Whereas Giddens (1990, pp. 135-37) suggests that individuals confronting conditions of "high" or "radical" (rather than "post") modernity are likely to adapt through psychological mechanisms such as "pragmatic acceptance," "sustained optimism," "radical engagement," or "cynical pessimism," it seems that many theorists of the contemporary self have emphasized the latter tendency. For example, Lyman (1990) mentions anhedonia, and Denzin (1991, p. viii) "ressentiment" as important contemporary emotions. For Frank (1992, pp. 42-43) postmodern individuals are not anomic in the old Durkheimian sense, but "post-nomic." The tensions they experience are not caused by the "absence of norms but their irrelevance." Worse yet, the postmodern individual is not only ironic but also "angry and afraid; it is paranoid." Gitlin (1989b, pp. 100-103) suggests that the emerging postmodern consciousness manifests "blankness," "pessimism," "affectlessness," "cynicism," and "passionlessness that dissolve feelings and commitment into irony." (Gitlin 1989a, p. 52) Experiencing "the end of ideals, of belief, of authority," and the feeling of being "historically stranded," the postmodern self "gets involved with nothing. It is suspicious of crusades and commitments outside the self" (Gitlin 1989b, p. 108). For MacCannell (1992, p. 220),

The postmodern belongs to persons who are immune to incoherence, who can accept, even enjoy, discontinuity and schizophrenia at the level of culture. Psychologically this might include someone with a fragmented consciousness on a plane parallel to postmodern culture itself. More likely, it would be one who is at once absolutely calm and absolutely anxious ... The characteristic social psychological manifestation of postmodernity would be a kind of intense, strained casualness that sometimes fails to hold and is overturned by euphoric frenzy and ecstatic violence.

Although these various interpretations and diagnoses differ in their emphasis, the general tone indicates that the postmodern mood might be importantly different from the version presented by 1960s researchers. For example, if both the 1960s and 1990s discussions of the postmodern self indicate that it is oriented towards the present (as opposed to past or future time), the subjective experience of this "present" orientation must be vastly different in each case. The 1960s countercultural/postmodern focus on the present was activated both by a collective rejection of a too constraining past and a collective belief that the future would be better and freer. By comparison, the 1990s postmodern focus on the present is informed by the rejection of an irrelevant past and the suspicion that the future might not be viable.

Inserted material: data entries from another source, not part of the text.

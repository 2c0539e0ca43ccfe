//! Registry implementations for fetching package versions

pub mod cli;
pub mod http;
pub mod npmrc;
pub mod process;

pub use cli::CliRegistry;
pub use http::HttpRegistry;
pub use npmrc::{Registries, select_registry};

use indexmap::IndexMap;
use serde::Deserialize;
use serde::de::IgnoredAny;

/// `versions` field of a package document.
///
/// The registry answers with a map keyed by version, `npm info --json`
/// with an array. Both keep listing order.
#[derive(Debug, Deserialize)]
#[serde(untagged)]
pub(crate) enum VersionListing {
    List(Vec<String>),
    Map(IndexMap<String, IgnoredAny>),
}

impl VersionListing {
    pub(crate) fn into_versions(self) -> Vec<String> {
        match self {
            VersionListing::List(versions) => versions,
            VersionListing::Map(map) => map.into_keys().collect(),
        }
    }
}

/// Package document; only the version listing matters
#[derive(Debug, Deserialize)]
pub(crate) struct PackageDocument {
    #[serde(default)]
    pub(crate) versions: Option<VersionListing>,
}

Given the strategic location of countercultural groups as carriers and producers of emerging social-psychological trends, I now turn to the analysis of the attitudes espoused by a group of countercultural youth and explore whether they indeed express the various emotions theorists identify as constituting a postmodern condition or self.

RESPONDENTS AND METHODS

The group under investigation is composed mainly of undergraduate and ex-undergraduate students living in "the island" 2 , the student community adjacent to the campus of a major university in southern California . Known for being an exceedingly crowded student ghetto, the island is a strategic site where to conduct a research such as this one. In the 1960s and 1970s this community came to national attention following months of student riots and the ensuing burning of a bank. It was also the location of research investigating the 1960s countercultural ethos (Wieder and Zimmerman 1974; Simmons and Winograd 1966), and assessing the continuity of student political activism (Shay 1991; Whalen and Flacks 1987). The main locus of this research is the "Cielo House," the residence of many of the respondents and a focal point for many individuals loosely identifying themselves with a Punk-Rockish "alternative lifestyle." Calling themselves "Freaks", residents of the Cielo House and their friends form a network or "scene" characterized by an elusive yet confrontational clothing style, absorption in alternative music, substantial use of illegal drugs, and fiercely critical attitudes towards conventional students, the university, mainstream culture, and society in general.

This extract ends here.